[Start of section]

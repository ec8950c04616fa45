//! HTTP server configuration module

use serde::{Deserialize, Serialize};

use super::{optional, parse_var, ConfigError};

/// HTTP server configuration
#[derive(Debug, Clone, Deserialize, Serialize)]
pub struct ServerConfig {
    /// Server bind address
    pub host: String,

    /// Server port
    pub port: u16,

    /// Public origin of this server, used to build verification links
    /// and as the cookie domain
    pub server_origin: String,

    /// Origin of the browser front-end, allowed through CORS
    pub client_origin: String,

    /// Whether session cookies carry the `Secure` attribute
    pub cookie_secure: bool,
}

impl Default for ServerConfig {
    fn default() -> Self {
        Self {
            host: String::from("0.0.0.0"),
            port: 8000,
            server_origin: String::from("http://localhost:8000"),
            client_origin: String::from("http://localhost:3000"),
            cookie_secure: false,
        }
    }
}

impl ServerConfig {
    /// Create from environment variables
    pub fn from_env() -> Result<Self, ConfigError> {
        let port = parse_var("SERVER_PORT", optional("SERVER_PORT", "8000"))?;
        Ok(Self {
            host: optional("SERVER_HOST", "0.0.0.0"),
            port,
            server_origin: optional("SERVER_ORIGIN", "http://localhost:8000"),
            client_origin: optional("CLIENT_ORIGIN", "http://localhost:3000"),
            cookie_secure: optional("COOKIE_SECURE", "false") == "true",
        })
    }

    /// Socket address string for binding
    pub fn bind_address(&self) -> String {
        format!("{}:{}", self.host, self.port)
    }
}

#[cfg(test)]
mod tests {
    use super::*;

    #[test]
    fn test_server_config_default() {
        let config = ServerConfig::default();
        assert_eq!(config.port, 8000);
        assert_eq!(config.bind_address(), "0.0.0.0:8000");
        assert!(!config.cookie_secure);
    }

    #[test]
    fn test_server_config_from_env_defaults() {
        temp_env::with_vars_unset(
            ["SERVER_HOST", "SERVER_PORT", "SERVER_ORIGIN", "CLIENT_ORIGIN"],
            || {
                let config = ServerConfig::from_env().unwrap();
                assert_eq!(config.port, 8000);
                assert_eq!(config.client_origin, "http://localhost:3000");
            },
        );
    }

    #[test]
    fn test_server_config_rejects_bad_port() {
        temp_env::with_var("SERVER_PORT", Some("not-a-port"), || {
            assert!(ServerConfig::from_env().is_err());
        });
    }
}
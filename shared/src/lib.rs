//! # OTTB Shared
//!
//! Configuration and wire-format types shared by every layer of the
//! OTTB backend. This crate has no knowledge of HTTP, SQL, or SMTP; it
//! only describes settings and response envelopes.

pub mod config;
pub mod types;

pub use config::{AppConfig, ConfigError, DatabaseConfig, ServerConfig, SmtpConfig, TokenConfig};
pub use types::response::{DataResponse, MessageResponse, Status};
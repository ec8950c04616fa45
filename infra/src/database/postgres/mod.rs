//! Postgres implementations of the core repository traits

pub mod user_repository_impl;

pub use user_repository_impl::PostgresUserRepository;
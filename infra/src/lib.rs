//! # OTTB Infrastructure
//!
//! Infrastructure layer for the OTTB backend: Postgres persistence and
//! SMTP email delivery behind the interfaces defined in `ottb_core`.

pub mod database;
pub mod email;

use thiserror::Error;

/// Infrastructure-level errors
#[derive(Error, Debug)]
pub enum InfrastructureError {
    #[error("Configuration error: {0}")]
    Config(String),

    #[error("Database error: {0}")]
    Database(#[from] sqlx::Error),

    #[error("Email transport error: {0}")]
    Email(String),
}

pub use database::connection::DatabasePool;
pub use database::postgres::PostgresUserRepository;
pub use email::smtp::SmtpMailer;
//! CORS middleware configuration for cross-origin requests.
//!
//! The frontend lives on its own origin and talks to this API with
//! cookies attached, so credentials support is mandatory and the
//! allowed origin has to be explicit rather than a wildcard.

use actix_cors::Cors;
use actix_web::http::{header, Method};

/// Creates a CORS middleware instance for the configured client origin
pub fn create_cors(client_origin: &str) -> Cors {
    Cors::default()
        .allowed_origin(client_origin)
        .allowed_methods(vec![
            Method::GET,
            Method::POST,
            Method::PUT,
            Method::DELETE,
            Method::OPTIONS,
        ])
        .allowed_headers(vec![
            header::AUTHORIZATION,
            header::ACCEPT,
            header::CONTENT_TYPE,
            header::ORIGIN,
        ])
        // Cookies cross the origin boundary on every authenticated call
        .supports_credentials()
        .max_age(3600)
}
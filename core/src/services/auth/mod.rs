//! Authentication service module

pub mod config;
pub mod service;

#[cfg(test)]
mod tests;

pub use config::AuthServiceConfig;
pub use service::{AuthService, SignUpData};
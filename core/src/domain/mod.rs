//! Domain layer: entities and value objects

pub mod entities;
pub mod value_objects;
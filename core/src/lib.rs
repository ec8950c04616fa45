//! # OTTB Core
//!
//! Core business logic and domain layer for the OTTB backend.
//! This crate contains domain entities, the authentication services,
//! repository interfaces, and error types that form the foundation of
//! the application architecture.

pub mod domain;
pub mod errors;
pub mod repositories;
pub mod services;

// Re-export commonly used types for convenience
pub use domain::*;
pub use errors::*;
pub use repositories::*;
pub use services::*;
//! Password hashing and verification built on bcrypt.

use crate::errors::{AuthError, DomainError};

/// Bcrypt cost factor. DEFAULT_COST (12) keeps hashing around 250ms,
/// slow enough to blunt offline guessing.
const BCRYPT_COST: u32 = bcrypt::DEFAULT_COST;

/// Hashes and verifies account passwords
#[derive(Debug, Clone, Default)]
pub struct PasswordHasher;

impl PasswordHasher {
    pub fn new() -> Self {
        Self
    }

    /// Hashes a plaintext password
    ///
    /// # Returns
    /// * `Ok(String)` - The bcrypt hash, safe to persist
    /// * `Err(DomainError::Auth(AuthError::HashingFailure))` - bcrypt failed
    pub fn hash(&self, password: &str) -> Result<String, DomainError> {
        bcrypt::hash(password, BCRYPT_COST).map_err(|_| AuthError::HashingFailure.into())
    }

    /// Verifies a plaintext password against a stored hash
    ///
    /// A malformed hash verifies as false rather than erroring, so the
    /// caller cannot distinguish a corrupt record from a wrong password.
    pub fn verify(&self, password: &str, hash: &str) -> bool {
        bcrypt::verify(password, hash).unwrap_or(false)
    }
}
//! Domain-specific error types and error handling.

mod types;

pub use types::{AuthError, TokenError};

use thiserror::Error;

/// Core domain errors (general purpose)
#[derive(Error, Debug)]
pub enum DomainError {
    #[error("Validation error: {message}")]
    Validation { message: String },

    #[error("Resource not found: {resource}")]
    NotFound { resource: String },

    #[error("Database error: {message}")]
    Database { message: String },

    #[error("Internal error: {message}")]
    Internal { message: String },

    // Bridge to specific error types
    #[error(transparent)]
    Auth(#[from] AuthError),

    #[error(transparent)]
    Token(#[from] TokenError),
}

pub type DomainResult<T> = Result<T, DomainError>;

[End of section]

● TRY IT
Find the line with "filename shared/src/lib.rs" in the material above. Reproduce it and each line after it up to and including the line with "pub use database::postgres::PostgresUserRepository;".

● ANSWER TO THE EXERCISE
filename shared/src/lib.rs
//! # OTTB Shared
//!
//! Configuration and wire-format types shared by every layer of the
//! OTTB backend. This crate has no knowledge of HTTP, SQL, or SMTP; it
//! only describes settings and response envelopes.

pub mod config;
pub mod types;

pub use config::{AppConfig, ConfigError, DatabaseConfig, ServerConfig, SmtpConfig, TokenConfig};
pub use types::response::{DataResponse, MessageResponse, Status};
repository ec8950c04616fa45
filename infra/src/database/postgres/mod.rs
//! Postgres implementations of the core repository traits

pub mod user_repository_impl;

pub use user_repository_impl::PostgresUserRepository;
filename infra/src/lib.rs
//! # OTTB Infrastructure
//!
//! Infrastructure layer for the OTTB backend: Postgres persistence and
//! SMTP email delivery behind the interfaces defined in `ottb_core`.

pub mod database;
pub mod email;

use thiserror::Error;

/// Infrastructure-level errors
#[derive(Error, Debug)]
pub enum InfrastructureError {
    #[error("Configuration error: {0}")]
    Config(String),

    #[error("Database error: {0}")]
    Database(#[from] sqlx::Error),

    #[error("Email transport error: {0}")]
    Email(String),
}

pub use database::connection::DatabasePool;
pub use database::postgres::PostgresUserRepository;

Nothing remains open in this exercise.